- [Provided records]
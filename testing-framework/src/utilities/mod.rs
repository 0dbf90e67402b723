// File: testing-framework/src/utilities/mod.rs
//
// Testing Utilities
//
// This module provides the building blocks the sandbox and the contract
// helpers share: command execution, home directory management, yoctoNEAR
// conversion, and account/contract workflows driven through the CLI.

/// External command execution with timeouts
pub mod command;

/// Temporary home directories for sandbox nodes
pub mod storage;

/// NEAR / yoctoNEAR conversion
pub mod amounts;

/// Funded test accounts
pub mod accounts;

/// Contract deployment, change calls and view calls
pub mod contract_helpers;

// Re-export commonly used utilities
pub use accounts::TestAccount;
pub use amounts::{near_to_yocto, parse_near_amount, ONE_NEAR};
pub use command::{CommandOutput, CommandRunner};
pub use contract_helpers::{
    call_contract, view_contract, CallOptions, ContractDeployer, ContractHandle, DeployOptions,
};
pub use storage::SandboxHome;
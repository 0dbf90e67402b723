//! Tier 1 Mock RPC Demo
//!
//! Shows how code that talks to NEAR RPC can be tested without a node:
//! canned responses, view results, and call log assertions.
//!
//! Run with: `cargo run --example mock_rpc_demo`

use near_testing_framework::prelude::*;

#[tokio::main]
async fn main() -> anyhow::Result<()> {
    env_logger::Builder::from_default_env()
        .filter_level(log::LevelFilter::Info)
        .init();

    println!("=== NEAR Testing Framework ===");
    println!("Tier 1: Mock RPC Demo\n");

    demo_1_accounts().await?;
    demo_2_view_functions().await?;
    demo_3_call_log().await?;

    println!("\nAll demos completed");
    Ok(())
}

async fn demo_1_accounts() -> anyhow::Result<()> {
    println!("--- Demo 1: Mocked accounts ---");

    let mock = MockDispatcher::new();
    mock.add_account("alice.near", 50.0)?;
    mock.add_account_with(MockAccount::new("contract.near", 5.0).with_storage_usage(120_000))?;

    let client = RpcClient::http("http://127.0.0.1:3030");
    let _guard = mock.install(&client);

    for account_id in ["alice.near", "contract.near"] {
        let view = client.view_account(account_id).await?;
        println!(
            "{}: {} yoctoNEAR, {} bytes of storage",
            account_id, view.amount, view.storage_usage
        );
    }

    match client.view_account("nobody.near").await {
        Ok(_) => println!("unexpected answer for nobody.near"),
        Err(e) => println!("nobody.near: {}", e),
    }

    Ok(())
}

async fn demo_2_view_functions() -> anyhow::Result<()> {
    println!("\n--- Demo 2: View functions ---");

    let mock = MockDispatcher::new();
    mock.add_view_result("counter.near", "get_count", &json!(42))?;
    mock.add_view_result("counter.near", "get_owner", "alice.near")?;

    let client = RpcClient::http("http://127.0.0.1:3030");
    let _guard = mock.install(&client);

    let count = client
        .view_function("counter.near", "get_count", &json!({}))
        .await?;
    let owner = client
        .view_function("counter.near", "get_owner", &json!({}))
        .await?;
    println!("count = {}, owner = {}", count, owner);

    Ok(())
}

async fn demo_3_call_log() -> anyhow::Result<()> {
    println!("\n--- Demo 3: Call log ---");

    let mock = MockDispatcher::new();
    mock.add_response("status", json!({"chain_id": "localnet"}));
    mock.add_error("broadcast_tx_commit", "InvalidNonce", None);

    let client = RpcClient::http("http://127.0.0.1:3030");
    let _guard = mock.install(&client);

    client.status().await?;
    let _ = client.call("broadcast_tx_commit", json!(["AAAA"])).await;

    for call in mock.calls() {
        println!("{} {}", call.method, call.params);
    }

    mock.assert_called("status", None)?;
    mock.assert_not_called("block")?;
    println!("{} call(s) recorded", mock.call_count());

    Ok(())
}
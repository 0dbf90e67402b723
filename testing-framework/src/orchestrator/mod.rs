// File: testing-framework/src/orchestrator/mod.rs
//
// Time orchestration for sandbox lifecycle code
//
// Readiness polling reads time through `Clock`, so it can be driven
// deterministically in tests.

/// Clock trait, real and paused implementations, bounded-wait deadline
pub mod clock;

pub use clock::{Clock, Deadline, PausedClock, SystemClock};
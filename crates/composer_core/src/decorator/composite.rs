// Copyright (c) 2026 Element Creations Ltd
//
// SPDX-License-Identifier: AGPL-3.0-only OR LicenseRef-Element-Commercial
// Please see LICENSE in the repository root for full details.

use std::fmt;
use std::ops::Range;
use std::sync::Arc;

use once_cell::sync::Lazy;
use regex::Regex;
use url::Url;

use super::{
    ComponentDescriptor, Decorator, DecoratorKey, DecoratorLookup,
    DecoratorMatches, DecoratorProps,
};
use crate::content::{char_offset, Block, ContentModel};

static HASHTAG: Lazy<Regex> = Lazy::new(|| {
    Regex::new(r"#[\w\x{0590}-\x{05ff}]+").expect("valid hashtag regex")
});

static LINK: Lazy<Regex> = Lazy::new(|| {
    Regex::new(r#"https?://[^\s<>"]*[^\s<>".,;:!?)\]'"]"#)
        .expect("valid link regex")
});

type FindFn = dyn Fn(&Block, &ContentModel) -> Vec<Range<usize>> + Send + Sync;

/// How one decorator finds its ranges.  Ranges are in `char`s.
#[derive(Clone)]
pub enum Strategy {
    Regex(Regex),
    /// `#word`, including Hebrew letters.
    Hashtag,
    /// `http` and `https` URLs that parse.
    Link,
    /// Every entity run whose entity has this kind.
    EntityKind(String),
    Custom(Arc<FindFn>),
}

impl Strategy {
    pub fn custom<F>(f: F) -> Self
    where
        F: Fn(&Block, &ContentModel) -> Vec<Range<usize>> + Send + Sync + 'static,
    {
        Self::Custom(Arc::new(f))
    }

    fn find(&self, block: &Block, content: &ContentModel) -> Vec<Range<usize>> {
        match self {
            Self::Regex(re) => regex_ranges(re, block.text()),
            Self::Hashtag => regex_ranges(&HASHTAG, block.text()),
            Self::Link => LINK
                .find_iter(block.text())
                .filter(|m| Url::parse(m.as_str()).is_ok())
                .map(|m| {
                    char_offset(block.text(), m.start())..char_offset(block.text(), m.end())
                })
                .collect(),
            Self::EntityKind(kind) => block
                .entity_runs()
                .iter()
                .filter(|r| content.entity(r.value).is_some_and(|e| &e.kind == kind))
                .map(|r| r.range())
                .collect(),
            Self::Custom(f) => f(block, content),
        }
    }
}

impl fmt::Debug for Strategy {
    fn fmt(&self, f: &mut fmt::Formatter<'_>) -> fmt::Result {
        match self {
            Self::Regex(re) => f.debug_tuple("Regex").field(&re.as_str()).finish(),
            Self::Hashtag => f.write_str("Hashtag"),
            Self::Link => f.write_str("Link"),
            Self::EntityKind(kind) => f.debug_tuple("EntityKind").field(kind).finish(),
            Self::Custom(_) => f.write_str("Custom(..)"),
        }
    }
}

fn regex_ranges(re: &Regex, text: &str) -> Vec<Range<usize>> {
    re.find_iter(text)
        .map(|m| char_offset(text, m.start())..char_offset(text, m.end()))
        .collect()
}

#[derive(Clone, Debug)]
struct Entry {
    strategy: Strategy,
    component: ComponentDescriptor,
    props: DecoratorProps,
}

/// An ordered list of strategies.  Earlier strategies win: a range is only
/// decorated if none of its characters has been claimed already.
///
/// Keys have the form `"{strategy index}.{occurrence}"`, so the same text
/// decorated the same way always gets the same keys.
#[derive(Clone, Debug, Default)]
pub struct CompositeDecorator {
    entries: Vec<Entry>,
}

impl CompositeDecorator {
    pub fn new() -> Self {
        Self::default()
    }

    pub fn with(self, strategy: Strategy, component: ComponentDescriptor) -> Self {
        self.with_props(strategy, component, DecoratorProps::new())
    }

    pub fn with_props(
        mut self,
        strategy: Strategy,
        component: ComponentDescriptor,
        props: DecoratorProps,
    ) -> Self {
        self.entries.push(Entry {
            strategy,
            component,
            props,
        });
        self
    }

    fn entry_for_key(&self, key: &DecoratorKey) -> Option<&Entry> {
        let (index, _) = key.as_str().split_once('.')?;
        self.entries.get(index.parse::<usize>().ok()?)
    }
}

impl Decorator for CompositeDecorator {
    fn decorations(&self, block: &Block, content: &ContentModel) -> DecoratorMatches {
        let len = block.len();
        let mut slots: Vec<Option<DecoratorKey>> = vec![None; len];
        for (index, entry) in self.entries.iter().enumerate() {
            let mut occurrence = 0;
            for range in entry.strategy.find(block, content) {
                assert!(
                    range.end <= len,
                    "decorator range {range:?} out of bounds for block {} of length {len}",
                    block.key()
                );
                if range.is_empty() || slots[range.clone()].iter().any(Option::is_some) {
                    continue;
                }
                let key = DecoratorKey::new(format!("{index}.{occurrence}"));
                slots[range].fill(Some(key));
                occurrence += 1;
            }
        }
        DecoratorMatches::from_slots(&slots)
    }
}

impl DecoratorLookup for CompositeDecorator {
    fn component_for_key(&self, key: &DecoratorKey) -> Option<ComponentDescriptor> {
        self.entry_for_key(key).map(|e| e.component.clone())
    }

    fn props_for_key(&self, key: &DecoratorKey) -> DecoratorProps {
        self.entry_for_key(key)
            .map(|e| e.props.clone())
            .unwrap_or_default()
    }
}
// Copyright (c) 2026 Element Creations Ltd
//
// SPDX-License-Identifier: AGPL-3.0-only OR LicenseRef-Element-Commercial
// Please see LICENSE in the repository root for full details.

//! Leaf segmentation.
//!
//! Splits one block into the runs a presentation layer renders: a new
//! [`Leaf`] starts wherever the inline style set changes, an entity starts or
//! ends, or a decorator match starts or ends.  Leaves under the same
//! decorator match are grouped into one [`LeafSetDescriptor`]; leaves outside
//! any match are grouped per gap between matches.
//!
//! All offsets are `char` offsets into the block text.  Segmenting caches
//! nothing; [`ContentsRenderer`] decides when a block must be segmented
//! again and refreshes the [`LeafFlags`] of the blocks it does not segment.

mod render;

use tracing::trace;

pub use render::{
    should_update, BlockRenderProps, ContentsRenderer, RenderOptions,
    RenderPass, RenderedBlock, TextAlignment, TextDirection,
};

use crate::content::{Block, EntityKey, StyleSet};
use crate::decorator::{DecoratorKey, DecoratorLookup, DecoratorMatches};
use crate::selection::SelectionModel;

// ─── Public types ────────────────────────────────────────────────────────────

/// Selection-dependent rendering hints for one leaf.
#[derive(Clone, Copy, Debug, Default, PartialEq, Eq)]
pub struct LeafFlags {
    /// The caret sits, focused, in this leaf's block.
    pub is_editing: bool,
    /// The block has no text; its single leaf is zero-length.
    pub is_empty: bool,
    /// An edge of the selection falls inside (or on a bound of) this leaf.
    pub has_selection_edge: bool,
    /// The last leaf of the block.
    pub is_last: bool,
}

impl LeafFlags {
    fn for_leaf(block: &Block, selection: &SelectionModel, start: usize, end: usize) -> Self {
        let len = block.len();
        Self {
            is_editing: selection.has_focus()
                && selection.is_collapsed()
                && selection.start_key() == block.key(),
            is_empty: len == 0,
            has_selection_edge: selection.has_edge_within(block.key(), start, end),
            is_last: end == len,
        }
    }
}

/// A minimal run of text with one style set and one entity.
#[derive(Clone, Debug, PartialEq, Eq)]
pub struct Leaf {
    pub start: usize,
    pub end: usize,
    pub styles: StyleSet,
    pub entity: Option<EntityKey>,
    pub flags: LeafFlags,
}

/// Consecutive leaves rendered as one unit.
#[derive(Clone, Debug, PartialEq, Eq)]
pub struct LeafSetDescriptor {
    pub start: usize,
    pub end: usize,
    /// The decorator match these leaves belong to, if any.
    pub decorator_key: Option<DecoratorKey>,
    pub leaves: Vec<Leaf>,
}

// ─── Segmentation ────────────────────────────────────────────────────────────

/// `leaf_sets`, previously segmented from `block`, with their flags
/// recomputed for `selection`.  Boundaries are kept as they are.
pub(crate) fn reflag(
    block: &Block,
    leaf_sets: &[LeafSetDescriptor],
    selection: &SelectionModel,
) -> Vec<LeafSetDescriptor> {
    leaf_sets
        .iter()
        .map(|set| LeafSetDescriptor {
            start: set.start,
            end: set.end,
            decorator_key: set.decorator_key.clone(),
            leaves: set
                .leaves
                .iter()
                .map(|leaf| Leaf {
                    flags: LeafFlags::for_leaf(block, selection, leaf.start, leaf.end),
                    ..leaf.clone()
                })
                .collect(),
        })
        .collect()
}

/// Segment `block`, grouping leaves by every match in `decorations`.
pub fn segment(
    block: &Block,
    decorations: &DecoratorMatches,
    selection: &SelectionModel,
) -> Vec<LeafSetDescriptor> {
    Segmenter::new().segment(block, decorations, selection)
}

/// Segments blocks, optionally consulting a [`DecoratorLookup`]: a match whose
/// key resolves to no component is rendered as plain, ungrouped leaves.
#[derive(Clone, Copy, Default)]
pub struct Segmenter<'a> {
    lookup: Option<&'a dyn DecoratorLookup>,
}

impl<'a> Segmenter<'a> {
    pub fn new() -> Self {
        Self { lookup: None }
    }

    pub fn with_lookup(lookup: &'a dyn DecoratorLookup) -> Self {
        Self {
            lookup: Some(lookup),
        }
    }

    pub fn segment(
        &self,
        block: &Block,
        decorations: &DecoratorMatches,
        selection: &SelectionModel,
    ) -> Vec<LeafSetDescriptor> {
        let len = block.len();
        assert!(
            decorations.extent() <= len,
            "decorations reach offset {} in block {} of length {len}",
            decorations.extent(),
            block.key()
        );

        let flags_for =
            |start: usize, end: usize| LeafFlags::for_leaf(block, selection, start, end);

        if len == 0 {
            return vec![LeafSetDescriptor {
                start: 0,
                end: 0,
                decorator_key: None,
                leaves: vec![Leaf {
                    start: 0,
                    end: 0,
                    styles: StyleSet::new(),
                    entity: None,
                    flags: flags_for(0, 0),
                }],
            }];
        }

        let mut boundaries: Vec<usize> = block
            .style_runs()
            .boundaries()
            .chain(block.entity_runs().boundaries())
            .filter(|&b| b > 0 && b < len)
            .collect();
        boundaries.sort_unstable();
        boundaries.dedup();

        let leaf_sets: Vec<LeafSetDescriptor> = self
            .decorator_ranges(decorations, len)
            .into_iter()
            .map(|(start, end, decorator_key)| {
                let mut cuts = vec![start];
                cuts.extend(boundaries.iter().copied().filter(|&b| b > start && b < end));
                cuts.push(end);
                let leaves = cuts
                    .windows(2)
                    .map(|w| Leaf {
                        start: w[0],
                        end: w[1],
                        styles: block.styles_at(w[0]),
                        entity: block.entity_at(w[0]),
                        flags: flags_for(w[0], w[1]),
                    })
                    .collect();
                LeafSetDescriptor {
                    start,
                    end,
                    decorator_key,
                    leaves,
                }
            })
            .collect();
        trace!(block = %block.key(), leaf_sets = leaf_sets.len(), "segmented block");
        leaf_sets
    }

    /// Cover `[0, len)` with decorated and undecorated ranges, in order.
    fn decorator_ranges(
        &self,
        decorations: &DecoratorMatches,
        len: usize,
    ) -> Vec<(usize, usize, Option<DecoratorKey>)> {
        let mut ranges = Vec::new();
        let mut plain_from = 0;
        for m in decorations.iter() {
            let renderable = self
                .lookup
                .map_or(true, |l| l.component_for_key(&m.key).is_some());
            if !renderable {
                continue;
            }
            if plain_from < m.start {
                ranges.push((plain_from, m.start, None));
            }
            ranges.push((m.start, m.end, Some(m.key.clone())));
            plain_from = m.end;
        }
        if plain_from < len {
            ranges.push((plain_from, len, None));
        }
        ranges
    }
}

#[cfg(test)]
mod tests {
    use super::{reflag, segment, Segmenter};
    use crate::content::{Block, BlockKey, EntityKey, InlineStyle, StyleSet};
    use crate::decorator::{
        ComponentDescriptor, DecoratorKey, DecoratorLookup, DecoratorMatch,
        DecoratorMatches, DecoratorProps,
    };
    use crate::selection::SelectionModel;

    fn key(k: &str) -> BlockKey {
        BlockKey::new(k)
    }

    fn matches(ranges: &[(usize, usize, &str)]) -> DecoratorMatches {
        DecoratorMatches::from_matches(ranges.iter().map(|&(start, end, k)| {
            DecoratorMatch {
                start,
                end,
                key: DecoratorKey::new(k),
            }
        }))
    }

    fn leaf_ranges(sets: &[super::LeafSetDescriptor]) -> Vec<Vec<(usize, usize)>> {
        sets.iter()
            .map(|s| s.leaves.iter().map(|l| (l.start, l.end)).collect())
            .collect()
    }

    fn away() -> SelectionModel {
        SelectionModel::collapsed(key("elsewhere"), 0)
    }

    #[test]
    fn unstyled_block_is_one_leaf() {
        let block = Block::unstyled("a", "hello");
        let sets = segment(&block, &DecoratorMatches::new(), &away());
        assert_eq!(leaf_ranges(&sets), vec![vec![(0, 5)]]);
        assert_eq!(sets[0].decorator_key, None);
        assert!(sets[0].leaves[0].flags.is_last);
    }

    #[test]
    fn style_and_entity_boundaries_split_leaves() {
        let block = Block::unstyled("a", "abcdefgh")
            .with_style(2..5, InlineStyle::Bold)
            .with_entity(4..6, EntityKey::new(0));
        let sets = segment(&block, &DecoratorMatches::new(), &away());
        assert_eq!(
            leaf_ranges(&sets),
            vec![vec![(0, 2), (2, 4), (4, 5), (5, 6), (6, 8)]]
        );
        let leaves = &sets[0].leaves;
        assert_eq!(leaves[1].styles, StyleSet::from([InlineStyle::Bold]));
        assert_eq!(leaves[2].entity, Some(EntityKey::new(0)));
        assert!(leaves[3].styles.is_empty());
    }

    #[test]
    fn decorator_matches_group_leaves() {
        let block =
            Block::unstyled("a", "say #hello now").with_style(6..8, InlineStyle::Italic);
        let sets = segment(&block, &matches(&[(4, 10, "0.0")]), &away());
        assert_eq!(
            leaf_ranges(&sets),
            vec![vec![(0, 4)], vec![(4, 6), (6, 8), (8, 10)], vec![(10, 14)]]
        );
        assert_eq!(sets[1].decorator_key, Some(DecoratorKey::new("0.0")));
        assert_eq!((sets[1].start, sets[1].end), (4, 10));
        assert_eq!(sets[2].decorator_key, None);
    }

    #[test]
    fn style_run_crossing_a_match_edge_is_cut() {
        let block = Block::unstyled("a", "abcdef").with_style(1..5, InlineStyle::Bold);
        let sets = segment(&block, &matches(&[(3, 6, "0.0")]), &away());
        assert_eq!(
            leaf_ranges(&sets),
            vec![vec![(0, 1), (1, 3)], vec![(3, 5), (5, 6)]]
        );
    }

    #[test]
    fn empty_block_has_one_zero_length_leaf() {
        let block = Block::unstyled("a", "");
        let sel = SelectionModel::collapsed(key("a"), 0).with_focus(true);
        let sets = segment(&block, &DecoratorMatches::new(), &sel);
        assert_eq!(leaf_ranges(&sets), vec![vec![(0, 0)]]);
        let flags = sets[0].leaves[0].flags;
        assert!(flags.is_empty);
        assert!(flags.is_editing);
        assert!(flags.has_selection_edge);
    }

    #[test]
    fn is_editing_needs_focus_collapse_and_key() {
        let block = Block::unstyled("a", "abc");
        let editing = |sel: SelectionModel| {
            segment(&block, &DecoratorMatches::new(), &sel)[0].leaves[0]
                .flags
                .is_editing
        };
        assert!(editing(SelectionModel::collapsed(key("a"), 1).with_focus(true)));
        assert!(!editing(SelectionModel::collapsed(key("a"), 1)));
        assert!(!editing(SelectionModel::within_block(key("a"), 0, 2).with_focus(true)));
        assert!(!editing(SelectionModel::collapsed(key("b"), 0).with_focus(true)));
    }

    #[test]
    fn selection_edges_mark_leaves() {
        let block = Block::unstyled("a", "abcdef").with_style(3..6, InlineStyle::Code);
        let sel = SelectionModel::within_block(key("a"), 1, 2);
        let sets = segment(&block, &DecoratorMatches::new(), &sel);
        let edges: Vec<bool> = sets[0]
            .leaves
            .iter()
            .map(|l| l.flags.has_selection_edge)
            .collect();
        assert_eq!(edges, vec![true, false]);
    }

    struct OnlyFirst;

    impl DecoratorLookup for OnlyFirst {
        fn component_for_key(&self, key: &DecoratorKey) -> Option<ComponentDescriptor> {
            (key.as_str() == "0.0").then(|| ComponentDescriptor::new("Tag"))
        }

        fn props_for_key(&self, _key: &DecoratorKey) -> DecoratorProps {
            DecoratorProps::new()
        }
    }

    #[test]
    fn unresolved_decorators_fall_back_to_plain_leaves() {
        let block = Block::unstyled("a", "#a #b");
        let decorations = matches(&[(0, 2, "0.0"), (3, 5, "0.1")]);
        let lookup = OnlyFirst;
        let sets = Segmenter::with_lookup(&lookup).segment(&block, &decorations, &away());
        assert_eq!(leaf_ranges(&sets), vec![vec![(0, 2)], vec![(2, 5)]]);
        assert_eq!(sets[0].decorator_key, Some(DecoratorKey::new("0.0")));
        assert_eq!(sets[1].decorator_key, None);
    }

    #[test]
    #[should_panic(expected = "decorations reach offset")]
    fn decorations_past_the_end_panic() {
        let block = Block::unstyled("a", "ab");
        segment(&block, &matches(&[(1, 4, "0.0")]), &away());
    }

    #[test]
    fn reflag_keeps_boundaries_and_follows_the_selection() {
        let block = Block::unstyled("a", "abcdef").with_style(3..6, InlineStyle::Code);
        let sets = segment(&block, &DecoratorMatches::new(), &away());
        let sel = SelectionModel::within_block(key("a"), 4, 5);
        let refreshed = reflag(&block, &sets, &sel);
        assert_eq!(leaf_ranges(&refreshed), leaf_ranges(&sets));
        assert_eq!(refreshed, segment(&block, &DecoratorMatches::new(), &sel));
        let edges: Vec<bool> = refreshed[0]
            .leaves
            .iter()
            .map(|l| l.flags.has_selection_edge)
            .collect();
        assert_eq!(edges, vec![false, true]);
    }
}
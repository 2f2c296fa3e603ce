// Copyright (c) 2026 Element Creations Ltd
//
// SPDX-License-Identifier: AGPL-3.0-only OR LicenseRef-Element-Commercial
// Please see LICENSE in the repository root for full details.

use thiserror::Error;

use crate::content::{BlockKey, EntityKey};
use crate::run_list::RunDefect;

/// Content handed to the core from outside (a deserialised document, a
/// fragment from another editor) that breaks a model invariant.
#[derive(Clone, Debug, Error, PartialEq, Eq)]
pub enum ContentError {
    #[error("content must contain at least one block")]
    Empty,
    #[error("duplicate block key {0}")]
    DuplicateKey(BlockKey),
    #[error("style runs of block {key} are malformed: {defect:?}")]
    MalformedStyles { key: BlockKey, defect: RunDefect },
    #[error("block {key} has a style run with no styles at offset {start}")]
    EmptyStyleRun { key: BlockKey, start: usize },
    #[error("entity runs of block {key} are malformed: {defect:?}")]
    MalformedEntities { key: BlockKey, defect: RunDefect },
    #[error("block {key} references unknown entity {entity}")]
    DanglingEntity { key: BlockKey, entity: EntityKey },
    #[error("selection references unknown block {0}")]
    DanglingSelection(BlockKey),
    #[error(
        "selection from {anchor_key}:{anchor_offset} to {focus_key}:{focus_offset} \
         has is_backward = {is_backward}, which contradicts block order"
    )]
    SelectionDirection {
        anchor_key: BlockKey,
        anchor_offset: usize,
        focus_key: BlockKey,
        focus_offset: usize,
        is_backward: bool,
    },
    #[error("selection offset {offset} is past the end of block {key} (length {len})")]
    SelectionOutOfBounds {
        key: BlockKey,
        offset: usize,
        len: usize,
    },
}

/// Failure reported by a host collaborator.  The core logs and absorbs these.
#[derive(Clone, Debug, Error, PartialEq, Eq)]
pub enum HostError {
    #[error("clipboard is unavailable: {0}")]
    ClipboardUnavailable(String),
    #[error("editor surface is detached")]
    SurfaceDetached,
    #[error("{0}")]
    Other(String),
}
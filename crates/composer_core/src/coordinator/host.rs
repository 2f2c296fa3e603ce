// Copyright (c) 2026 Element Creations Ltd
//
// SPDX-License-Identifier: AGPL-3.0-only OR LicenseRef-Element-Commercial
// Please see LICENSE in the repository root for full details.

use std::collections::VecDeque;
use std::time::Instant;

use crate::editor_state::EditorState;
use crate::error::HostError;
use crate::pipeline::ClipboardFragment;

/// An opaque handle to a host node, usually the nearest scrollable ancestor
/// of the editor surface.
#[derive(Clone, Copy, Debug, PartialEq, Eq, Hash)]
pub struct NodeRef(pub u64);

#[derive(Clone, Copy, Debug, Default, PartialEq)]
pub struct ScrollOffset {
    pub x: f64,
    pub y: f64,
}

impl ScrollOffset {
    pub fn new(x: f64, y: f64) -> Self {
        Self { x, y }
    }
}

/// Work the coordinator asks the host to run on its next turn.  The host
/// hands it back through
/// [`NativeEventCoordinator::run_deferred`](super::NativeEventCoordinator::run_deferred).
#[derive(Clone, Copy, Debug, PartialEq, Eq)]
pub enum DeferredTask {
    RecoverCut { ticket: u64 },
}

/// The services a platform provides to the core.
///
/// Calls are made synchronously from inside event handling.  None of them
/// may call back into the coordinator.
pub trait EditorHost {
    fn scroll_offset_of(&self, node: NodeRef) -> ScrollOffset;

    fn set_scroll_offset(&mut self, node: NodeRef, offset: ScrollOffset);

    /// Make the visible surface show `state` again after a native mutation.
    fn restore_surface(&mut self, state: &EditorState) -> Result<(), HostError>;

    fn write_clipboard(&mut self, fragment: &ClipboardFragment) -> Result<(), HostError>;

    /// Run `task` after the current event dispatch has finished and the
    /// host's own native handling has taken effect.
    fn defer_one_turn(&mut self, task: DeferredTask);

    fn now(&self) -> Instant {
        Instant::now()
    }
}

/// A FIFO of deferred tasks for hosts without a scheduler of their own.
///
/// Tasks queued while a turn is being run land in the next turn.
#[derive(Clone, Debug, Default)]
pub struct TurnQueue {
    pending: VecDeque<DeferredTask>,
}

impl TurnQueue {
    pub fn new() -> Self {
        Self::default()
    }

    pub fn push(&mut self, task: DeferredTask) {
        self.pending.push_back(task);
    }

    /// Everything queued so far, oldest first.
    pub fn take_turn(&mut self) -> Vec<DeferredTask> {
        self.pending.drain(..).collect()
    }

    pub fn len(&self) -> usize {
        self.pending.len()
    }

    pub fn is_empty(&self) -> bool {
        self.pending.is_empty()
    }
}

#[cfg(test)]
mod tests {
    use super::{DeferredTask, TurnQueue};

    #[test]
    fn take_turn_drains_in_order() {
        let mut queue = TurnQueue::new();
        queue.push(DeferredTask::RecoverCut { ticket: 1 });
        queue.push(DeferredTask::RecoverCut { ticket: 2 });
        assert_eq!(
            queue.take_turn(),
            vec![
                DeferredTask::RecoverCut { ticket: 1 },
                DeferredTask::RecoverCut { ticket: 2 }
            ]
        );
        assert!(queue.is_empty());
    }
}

- [What is required] Using the records above, copy every line that has the word "through" in it.

- [Response to the exercise]
// conversion, and account/contract workflows driven through the CLI.
// Readiness polling reads time through `Clock`, so it can be driven
/// hands it back through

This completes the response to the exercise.